Description of problem: After I created 300 resources in a cluster and then deleted them via cibadmin --replace quote from manpage for <resources/> the cluster started to be really busy. As it's on relatively weak virts, it was hogging up CPU quite heavily and that lead to some timeouts. In the end the cluster recovered well, but the interim messages filled up the syslog (and caused journald to sweat heavily too). While systemd-journald filtered these messages out (like "suppressed 50000 messages"), the file /var/log/pacemaker.log did not have such luck and filled up the drive completely with messages like: Jan 14 20:27:27 [21120] virt-084.cluster-qe.lab.eng.brq.redhat.com lrmd: error: gio_poll_dispatch_update: Adaptor for descriptor 8 is not in-use [root@virt-084 log]# grep "Adaptor for descriptor 8 is not in-use" pacemaker.log | wc -l 33327376 These log messages should be limited (or log size in general, or something that will prevent the disk filling up).
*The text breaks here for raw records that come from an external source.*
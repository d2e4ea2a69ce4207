// Copyright 2026 the Timberline Authors
// SPDX-License-Identifier: Apache-2.0 OR MIT

//! Simple polygons and the ray-casting inside test.

use alloc::vec::Vec;
use core::fmt;

use crate::types::{BoundingBox, LatLon};

/// Minimum number of vertices of a [`Polygon`].
pub const MIN_POLYGON_VERTICES: usize = 3;

/// Errors produced when building geometry.
#[derive(Copy, Clone, Debug, PartialEq, Eq)]
pub enum GeometryError {
    /// A polygon needs at least [`MIN_POLYGON_VERTICES`] vertices.
    TooFewVertices {
        /// Number of vertices that were supplied.
        found: usize,
    },
}

impl fmt::Display for GeometryError {
    fn fmt(&self, f: &mut fmt::Formatter<'_>) -> fmt::Result {
        match self {
            Self::TooFewVertices { found } => write!(
                f,
                "a polygon needs at least {MIN_POLYGON_VERTICES} vertices, got {found}"
            ),
        }
    }
}

impl core::error::Error for GeometryError {}

/// Ray-casting point-in-polygon test over a closed vertex ring.
///
/// A horizontal ray is cast from `p` towards increasing longitude. Edge
/// `(i, j)` (with `j` the previous vertex, wrapping) counts as a crossing when
/// exactly one endpoint lies strictly north of `p` and the edge's longitude at
/// `p.lat` is greater than `p.lon`. The point is inside when the number of
/// crossings is odd.
///
/// The strict comparison on one side is the usual half-open convention: a
/// point on a western or southern edge tests inside while one on an eastern or
/// northern edge tests outside, for an axis-aligned ring. Results are
/// deterministic for identical input. Rings with fewer than three vertices
/// never contain anything. Self-intersecting rings are accepted but the result
/// for them carries no geometric meaning.
pub fn point_in_ring(p: LatLon, ring: &[LatLon]) -> bool {
    let n = ring.len();
    if n < MIN_POLYGON_VERTICES {
        return false;
    }
    let mut inside = false;
    let mut j = n - 1;
    for i in 0..n {
        let (xi, yi) = (ring[i].lon, ring[i].lat);
        let (xj, yj) = (ring[j].lon, ring[j].lat);
        if (yi > p.lat) != (yj > p.lat) {
            let x_cross = (xj - xi) * (p.lat - yi) / (yj - yi) + xi;
            if p.lon < x_cross {
                inside = !inside;
            }
        }
        j = i;
    }
    inside
}

/// A closed polygon with at least three vertices.
///
/// The ring is implicitly closed: the last vertex connects back to the first,
/// so callers should not repeat the first vertex. Winding order is not
/// significant and self-intersection is not validated.
#[derive(Clone, Debug, PartialEq)]
#[cfg_attr(feature = "serde", derive(serde::Serialize, serde::Deserialize))]
#[cfg_attr(feature = "serde", serde(try_from = "Vec<LatLon>", into = "Vec<LatLon>"))]
pub struct Polygon {
    vertices: Vec<LatLon>,
}

impl Polygon {
    /// Build a polygon, rejecting rings with fewer than three vertices.
    pub fn new(vertices: impl Into<Vec<LatLon>>) -> Result<Self, GeometryError> {
        let vertices = vertices.into();
        if vertices.len() < MIN_POLYGON_VERTICES {
            return Err(GeometryError::TooFewVertices {
                found: vertices.len(),
            });
        }
        Ok(Self { vertices })
    }

    /// The rectangle outline of a bounding box (SW, NW, NE, SE).
    pub fn from_bounding_box(bbox: &BoundingBox) -> Self {
        Self {
            vertices: bbox.corners().to_vec(),
        }
    }

    /// The vertex ring.
    pub fn vertices(&self) -> &[LatLon] {
        &self.vertices
    }

    /// Number of vertices.
    pub fn len(&self) -> usize {
        self.vertices.len()
    }

    /// Always `false`; present for API symmetry with slices.
    pub fn is_empty(&self) -> bool {
        self.vertices.is_empty()
    }

    /// Consume the polygon and return its vertices.
    pub fn into_vertices(self) -> Vec<LatLon> {
        self.vertices
    }
}

impl TryFrom<Vec<LatLon>> for Polygon {
    type Error = GeometryError;

    fn try_from(vertices: Vec<LatLon>) -> Result<Self, Self::Error> {
        Self::new(vertices)
    }
}

impl From<Polygon> for Vec<LatLon> {
    fn from(polygon: Polygon) -> Self {
        polygon.vertices
    }
}

/// A closed geographic region that can answer inside queries.
///
/// Implemented for [`Polygon`] and [`BoundingBox`] so that selection
/// boundaries and viewport inputs can be mixed freely.
pub trait Region {
    /// Whether `p` lies inside the region.
    fn contains_point(&self, p: LatLon) -> bool;

    /// The smallest box enclosing the region.
    fn bounding_box(&self) -> BoundingBox;
}

impl Region for Polygon {
    fn contains_point(&self, p: LatLon) -> bool {
        point_in_ring(p, &self.vertices)
    }

    fn bounding_box(&self) -> BoundingBox {
        let first = self.vertices[0];
        self.vertices[1..]
            .iter()
            .fold(BoundingBox::from_corners(first, first), |acc, v| {
                acc.include(*v)
            })
    }
}

impl Region for BoundingBox {
    fn contains_point(&self, p: LatLon) -> bool {
        self.contains(p)
    }

    fn bounding_box(&self) -> BoundingBox {
        *self
    }
}

impl<R: Region + ?Sized> Region for &R {
    fn contains_point(&self, p: LatLon) -> bool {
        (**self).contains_point(p)
    }

    fn bounding_box(&self) -> BoundingBox {
        (**self).bounding_box()
    }
}
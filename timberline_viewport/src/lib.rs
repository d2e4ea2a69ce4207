// Copyright 2026 the Timberline Authors
// SPDX-License-Identifier: Apache-2.0 OR MIT

//! Timberline Viewport: fit the map to a set of regions.
//!
//! [`fit`] unions the bounding boxes of any [`Region`]s and pairs the result
//! with the padding and zoom ceiling from [`FitOptions`]. The returned
//! [`FitRequest`] is handed to the map; this crate never owns camera state.
//!
//! Presets cover the three situations the viewer fits for:
//! [`FitOptions::SELECTION`], [`FitOptions::IMAGE`] and [`FitOptions::REGION`].
//!
//! ```rust
//! use timberline_geo::BoundingBox;
//! use timberline_viewport::{FitError, FitOptions, fit};
//!
//! let parcels = [
//!     BoundingBox::new(0.0, 0.0, 1.0, 1.0),
//!     BoundingBox::new(2.0, 2.0, 3.0, 3.0),
//! ];
//! let req = fit(&parcels, FitOptions::SELECTION).unwrap();
//! assert_eq!(req.bounds, BoundingBox::new(0.0, 0.0, 3.0, 3.0));
//!
//! let none: [BoundingBox; 0] = [];
//! assert_eq!(fit(&none, FitOptions::SELECTION), Err(FitError::NoSelection));
//! ```
//!
//! This crate is `no_std`.
//!
//! [`Region`]: timberline_geo::Region

#![no_std]

#[cfg(test)]
extern crate alloc;

mod fit;

pub use fit::{FitError, FitOptions, FitRequest, fit, union_bounds};
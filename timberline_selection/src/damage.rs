// Copyright 2026 the Timberline Authors
// SPDX-License-Identifier: Apache-2.0 OR MIT

use smallvec::SmallVec;

/// Style transitions accumulated since the last [`commit`](crate::SelectionRegistry::commit).
///
/// Ids are listed in the order their final transition was recorded. An id
/// selected and deselected within one batch appears in neither list.
#[derive(Clone, Debug, PartialEq, Eq)]
pub struct StyleDamage<K> {
    /// Ids that gained the highlighted style.
    pub highlighted: SmallVec<[K; 4]>,
    /// Ids that went back to the default style.
    pub restored: SmallVec<[K; 4]>,
}

impl<K> Default for StyleDamage<K> {
    fn default() -> Self {
        Self {
            highlighted: SmallVec::new(),
            restored: SmallVec::new(),
        }
    }
}

impl<K> StyleDamage<K> {
    /// Whether nothing changed.
    pub fn is_empty(&self) -> bool {
        self.highlighted.is_empty() && self.restored.is_empty()
    }
}
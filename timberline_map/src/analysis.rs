// Copyright 2026 the Timberline Authors
// SPDX-License-Identifier: Apache-2.0 OR MIT

//! The analysis request/response contract.
//!
//! Field names match the analysis backend exactly; these types serialize to
//! and from its JSON bodies unchanged.

use serde::{Deserialize, Serialize};
use timberline_geo::{BoundingBox, LatLon};
use timberline_mesh::TreeSample;

/// Identifies one submitted analysis request.
///
/// Tickets increase monotonically within a [`Viewer`](crate::Viewer).
#[derive(Copy, Clone, Debug, PartialEq, Eq, PartialOrd, Ord, Hash)]
pub struct RequestTicket(pub u64);

/// Where the imagery for an analysis comes from.
#[derive(Copy, Clone, Debug, Default, PartialEq, Eq, Hash, Serialize, Deserialize)]
#[serde(rename_all = "lowercase")]
pub enum AnalysisMode {
    /// The basemap tiles under the area of interest.
    #[default]
    Map,
    /// A previously uploaded aerial image, named by `file_id`.
    Upload,
}

/// What to analyze.
#[derive(Clone, Debug, PartialEq, Serialize, Deserialize)]
pub struct AnalysisRequest {
    /// Imagery source.
    #[serde(default)]
    pub mode: AnalysisMode,
    /// Bounds of the area of interest.
    pub bbox: BoundingBox,
    /// Uploaded image to analyze in [`AnalysisMode::Upload`].
    #[serde(default, skip_serializing_if = "Option::is_none")]
    pub file_id: Option<String>,
    /// Outline to clip to: a drawn polygon or a single selected parcel.
    /// `null` for rectangles and multi-parcel selections.
    pub polygon_coords: Option<Vec<LatLon>>,
    /// Forest registry id (compartment-subcompartment) of a single selected
    /// parcel.
    #[serde(default, skip_serializing_if = "Option::is_none")]
    pub forest_registry_id: Option<String>,
    /// Selected parcel ids; `null` for drawn regions.
    pub selected_ids: Option<Vec<String>>,
}

impl AnalysisRequest {
    /// A map-mode request for `bbox` with no outline, registry id or
    /// selection.
    pub fn map(bbox: BoundingBox) -> Self {
        Self {
            mode: AnalysisMode::Map,
            bbox,
            file_id: None,
            polygon_coords: None,
            forest_registry_id: None,
            selected_ids: None,
        }
    }

    /// Estimated area of [`bbox`](Self::bbox) in square kilometers.
    pub fn area_km2(&self) -> f64 {
        self.bbox.area_km2()
    }

    /// Serialize to the backend's JSON body.
    pub fn to_json(&self) -> Result<String, serde_json::Error> {
        serde_json::to_string(self)
    }
}

/// How much the backend trusts its estimate.
#[derive(Copy, Clone, Debug, PartialEq, Eq, Hash, Serialize, Deserialize)]
#[serde(rename_all = "lowercase")]
pub enum Confidence {
    /// Rough.
    Low,
    /// Usable.
    Medium,
    /// Reliable.
    High,
}

/// What the backend found.
#[derive(Clone, Debug, PartialEq, Serialize, Deserialize)]
pub struct AnalysisResult {
    /// Estimated number of trees in the area.
    pub tree_count: u64,
    /// Estimated total stem volume in cubic meters.
    pub volume_m3: f64,
    /// Confidence in the estimate, if reported.
    #[serde(default)]
    pub confidence: Option<Confidence>,
    /// Human-readable notes.
    #[serde(default)]
    pub warnings: Vec<String>,
    /// Individually located trees for the mesh.
    #[serde(default)]
    pub tree_points: Vec<TreeSample>,
}

impl AnalysisResult {
    /// Parse the backend's JSON body.
    pub fn from_json(text: &str) -> Result<Self, serde_json::Error> {
        serde_json::from_str(text)
    }
}

/// The external analysis backend.
///
/// Submission is fire-and-forget: the implementation delivers the outcome
/// later by calling [`Viewer::apply_analysis`](crate::Viewer::apply_analysis)
/// with the same ticket.
pub trait AnalysisService {
    /// Start analyzing `request`.
    fn submit(&mut self, ticket: RequestTicket, request: &AnalysisRequest);
}
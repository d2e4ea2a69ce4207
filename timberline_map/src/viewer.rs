// Copyright 2026 the Timberline Authors
// SPDX-License-Identifier: Apache-2.0 OR MIT

use core::fmt;

use hashbrown::HashMap;
use timberline_draw::{
    DrawCommit, DrawOutput, DrawingController, Millis, PointerEvent, PreviewUpdate, ShapeKind,
};
use timberline_geo::{BoundingBox, Polygon};
use timberline_mesh::{MeshLayer, aggregate};
use timberline_selection::SelectionRegistry;
use timberline_viewport::fit;

use crate::analysis::{AnalysisRequest, AnalysisResult, AnalysisService, RequestTicket};
use crate::config::ViewerConfig;
use crate::error::ViewerError;
use crate::parcel::{Parcel, ParcelSource};
use crate::view::{Backdrop, InteractionFlags, Layer, LayerId, MapView, Style};

/// What an in-flight analysis request was issued for.
#[derive(Clone, Debug)]
enum Origin {
    Selection(Vec<String>),
    Drawn(DrawCommit),
}

/// Ties drawing, parcel selection, analysis and mesh display to a [`MapView`].
///
/// The viewer never holds on to the view; every operation that changes what
/// is shown takes it as an argument. Tear down with [`reset`](Self::reset),
/// which removes every layer the viewer added.
#[derive(Debug)]
pub struct Viewer {
    config: ViewerConfig,
    draw: DrawingController,
    selection: SelectionRegistry<String>,
    parcels: Vec<Parcel>,
    parcel_index: HashMap<String, usize>,
    searched: Option<String>,
    drawn: Option<DrawCommit>,
    next_ticket: u64,
    in_flight: HashMap<RequestTicket, Origin>,
    drawn_ticket: Option<RequestTicket>,
    selection_ticket: Option<RequestTicket>,
    analysis: Option<AnalysisResult>,
    mesh: Option<MeshLayer>,
    shown: Vec<LayerId>,
}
Version-Release number of selected component (if applicable): pacemaker-1.1.12-15.el7.x86_64 How reproducible: did it once Steps to Reproduce: 1. for i in `seq -w 1 300`; do echo "Creating $i"; pcs resource create dummy$i ocf:heartbeat:Dummy; done 2. cibadmin --replace --scope resources --xml-text '<resources/>' 3. Actual results: logs get spammed as described above. The weaker the HW running it on, the more it will probably be Expected results: Log messages limited if they are directed to other targets than syslog (where it does the suppression automatically) Additional info:
David: I've never seen this in any of my CTS runs... has something changed in libqb recently? Sounds like you're asking for log compression too, which would be best implemented as a feature for libqb.
(In reply to Andrew Beekhof from comment #2) > David: I've never seen this in any of my CTS runs... has something changed > in libqb recently? I have not seen this. It must correlate to load. > Sounds like you're asking for log compression too, which would be best > implemented as a feature for libqb.
(In reply to David Vossel from comment #3) > (In reply to Andrew Beekhof from comment #2) > > David: I've never seen this in any of my CTS runs... has something changed > > in libqb recently? > > I have not seen this. It must correlate to load. > > > Sounds like you're asking for log compression too, which would be best > > implemented as a feature for libqb. I actually know what causes this now. Under load, it's possible that libqb will have to start queuing events to be sent out later because internal send buffers are full. When this occurs, libqb uses the poll modify callback to start watching for the POLLOUT events in order to know when the fd is available for writes again. Now, here's the problem. Pacemaker's usage of glib's mainloop has a race condition in the poll's modify function that causes the fd to be marked as "unused" even though it is actually still in use. This patch to pacemaker should resolve this issue. https://github.com/davidvossel/pacemaker/commit/0178380549fbff35b3de919db898d4b2d27e23d2 -- David
Retested with pacemaker-1.1.13-6.el7.x86_64, the messages are gone.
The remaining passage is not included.